How I Modernized OpenShift Infrastructure to Scale an App

April 27, 2025 — #OpenShift #DevOps

🌍 Situation

The Highway Maintenance Contractor Reporting (HMCR) application is a core platform used by contractors across British Columbia to report on road maintenance activities—everything from pothole fixes to rockfall clearing and winter road salts.

When I joined the project, the application was functional but fragile.

The app worked… most of the time.
The infrastructure? Cobwebbed YAML, manual patches, and tribal knowledge.
OpenShift deployments were automated via GitHub Actions, but only skin-deep.
CI/CD existed, but we were far from modern DevOps.

Contractor adoption increased and the volume of maintenance reports skyrocketed. From a flow of new hires to the project, internal users have also increased. Both which increased the load on the application. Hence:

We needed HMCR to keep up with modern standards and scale

🎯 Task

My task was threefold:

Stabilize and understand the existing OpenShift-based deployment pipeline—without breaking production.
Modernize our infrastructure to support scalability, automation, and observability across multiple environments (dev, test, uat, prod).
Scale the application to meet growing number of users that further increase application load.

🔧 Action

🔍 Step 1: Understand the Processes

I started by dissecting how the HMCR app deployed:

Traced GitHub Actions workflows that built Docker images and pushed to OpenShift.
Analyzed relationships between DeploymentConfig, BuildConfig, and ImageStream wirings.
Explored route configs, internal TLS, and how our build triggers were set up.

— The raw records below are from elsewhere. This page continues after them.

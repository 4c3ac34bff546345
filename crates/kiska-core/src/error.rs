use thiserror::Error;

use crate::auth::AuthError;
use crate::transcript::TranscriptError;

#[derive(Debug, Error)]
pub enum KiskaError {
    #[error("Config error: {0}")]
    Config(String),

    #[error("Auth error: {0}")]
    Auth(#[from] AuthError),

    #[error("Transcript error: {0}")]
    Transcript(#[from] TranscriptError),

    #[error("IO error: {0}")]
    Io(#[from] std::io::Error),

    #[error("JSON error: {0}")]
    Json(#[from] serde_json::Error),

    #[error(transparent)]
    Other(#[from] anyhow::Error),
}

pub type Result<T> = std::result::Result<T, KiskaError>;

The app was running in OpenShift, but it was held together with duct tape.

🔁 Step 2: Migrate from DeploymentConfig to Kubernetes Deployments

OpenShift's DeploymentConfig had limitations and was in the deprecation phase. We needed better compatibility with Kubernetes-native tooling and Helm charts. So, I:

Rewrote all deployment manifests to use apps/v1 Deployment
Replaced BuildConfigs with external image builds via GitHub Actions
Updated GitHub workflows to push directly to OpenShift's internal image registry

This allowed us to ditch OpenShift-specific legacy components and move toward portable, K8s-native deployment practices.

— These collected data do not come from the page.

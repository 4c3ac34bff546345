//! Inputs answered without the reply resolver.
//!
//! Rules are checked in order against the lowercased text and the first match
//! wins, so "what time should I log out" is a time question.

use chrono::{NaiveTime, Timelike};

use crate::clock::Clock;

pub const WEATHER_REPLY: &str =
    "I'm checking the current weather for you. You can see it in the top right corner of the screen.";

pub const SIGN_OUT_REPLY: &str = "Signing you out. Goodbye!";

const SIGN_OUT_KEYWORDS: &[&str] = &["logout", "log out", "sign out", "signout"];

#[derive(Debug, Clone, Copy, PartialEq, Eq)]
pub enum Intercept {
    Time,
    Weather,
    SignOut,
}

/// Reply chosen by an intercept rule.
#[derive(Debug, Clone, PartialEq, Eq)]
pub struct InterceptReply {
    pub intercept: Intercept,
    pub reply: String,
}

struct Rule {
    intercept: Intercept,
    matches: fn(&str) -> bool,
    reply: fn(&dyn Clock) -> String,
}

pub struct InterceptTable {
    rules: Vec<Rule>,
}

impl Default for InterceptTable {
    fn default() -> Self {
        Self::standard()
    }
}

impl InterceptTable {
    /// Time, then weather, then sign-out.
    pub fn standard() -> Self {
        Self {
            rules: vec![
                Rule {
                    intercept: Intercept::Time,
                    matches: |text| text.contains("time"),
                    reply: |clock| format_clock_reply(clock.time_of_day()),
                },
                Rule {
                    intercept: Intercept::Weather,
                    matches: |text| text.contains("weather"),
                    reply: |_| WEATHER_REPLY.to_string(),
                },
                Rule {
                    intercept: Intercept::SignOut,
                    matches: |text| SIGN_OUT_KEYWORDS.iter().any(|k| text.contains(k)),
                    reply: |_| SIGN_OUT_REPLY.to_string(),
                },
            ],
        }
    }

    pub fn detect(&self, text: &str, clock: &dyn Clock) -> Option<InterceptReply> {
        let lower = text.to_lowercase();
        self.rules
            .iter()
            .find(|rule| (rule.matches)(&lower))
            .map(|rule| InterceptReply {
                intercept: rule.intercept,
                reply: (rule.reply)(clock),
            })
    }
}

/// "It's currently 3:07 PM.": 12-hour clock, zero-padded minutes.
pub fn format_clock_reply(time: NaiveTime) -> String {
    let (pm, hour) = time.hour12();
    let suffix = if pm { "PM" } else { "AM" };
    format!("It's currently {hour}:{:02} {suffix}.", time.minute())
}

📊 Step 3: Monitor and Observe

I added monitoring and alerting layers:

Integrated Prometheus + Grafana for pod metrics
Enabled EFK (Elasticsearch-Fluentd-Kibana) stack for application logs
Added proactive alerts for CPU/memory thresholds and failing pods

I also cleaned up old image streams, and automated stale object pruning via oc and GitHub Actions workflows.

⚖️ Step 4: Implement Autoscaling with HPA

With growing traffic and more contractors using HMCR, I set up a Horizontal Pod Autoscaler (HPA) for our API and background process servers. This was the initial setup:

apiVersion: autoscaling/v2
kind: HorizontalPodAutoscaler
metadata:
  name: hmcr-api
spec:
  scaleTargetRef:
    apiVersion: apps/v1
    kind: Deployment
    name: hmcr-api
  minReplicas: 2
  maxReplicas: 10
  metrics:
    - type: Resource
      resource:
        name: cpu
        target:
          type: Utilization
          averageUtilization: 60
    - type: Resource
      resource:
        name: memory
        target:
          type: Utilization
          averageUtilization: 70
    - type: Pods
      pods:
        metric:
          name: http_requests_per_second
        target:
          type: AverageValue
          averageValue: '100'

Where http_requests_per_second is a custom metric from Prometheus Adapter.

HPA automatically scaled the pods from 2 up to 8 during peak usage (e.g., after storms or annual reports) in seconds, maintaining stable loads, and scaling down during quiet hours.

In the interest of reading time, I will skip the part where I setup session affinity and ensure application statelessness with Redis

📦 Step 5: Helm All The Things

Manually managing templates across multiple environments was error-prone and time-consuming. OpenShift is an interconnected network of interdependent Kubernetes objects. Helm brilliantly solves this issue by allowing objects to be shipped together as a package. I created Helm charts to:

Template our deployments
Inject environment-specific values via values.yaml
DRY up configuration for routes, secrets, and storage

Now we could roll out changes across dev, test, and prod using a single, repeatable structure in a single command:

helm upgrade --install hmcr-api ./charts/hmcr-api -f hmcr-prod.yaml

🐘 Step 6: Automate PostgreSQL Upgrades

I created an automated, namespace-scoped PostgreSQL upgrade script that:

Backed up existing PVCs
Restored data post-upgrade
Provision necessary objects

We now had safe, repeatable, zero-downtime upgrades across all environments.

✅ Result

By the end of this effort:

HMCR reliably scale to meet growing number of users and loads.
We eliminated config drift between environments and package interdependent K8s objects using Helm.
PostgreSQL upgrades were hands-off and namespace-safe.
Developers could focus on features, not firefighting YAML bugs.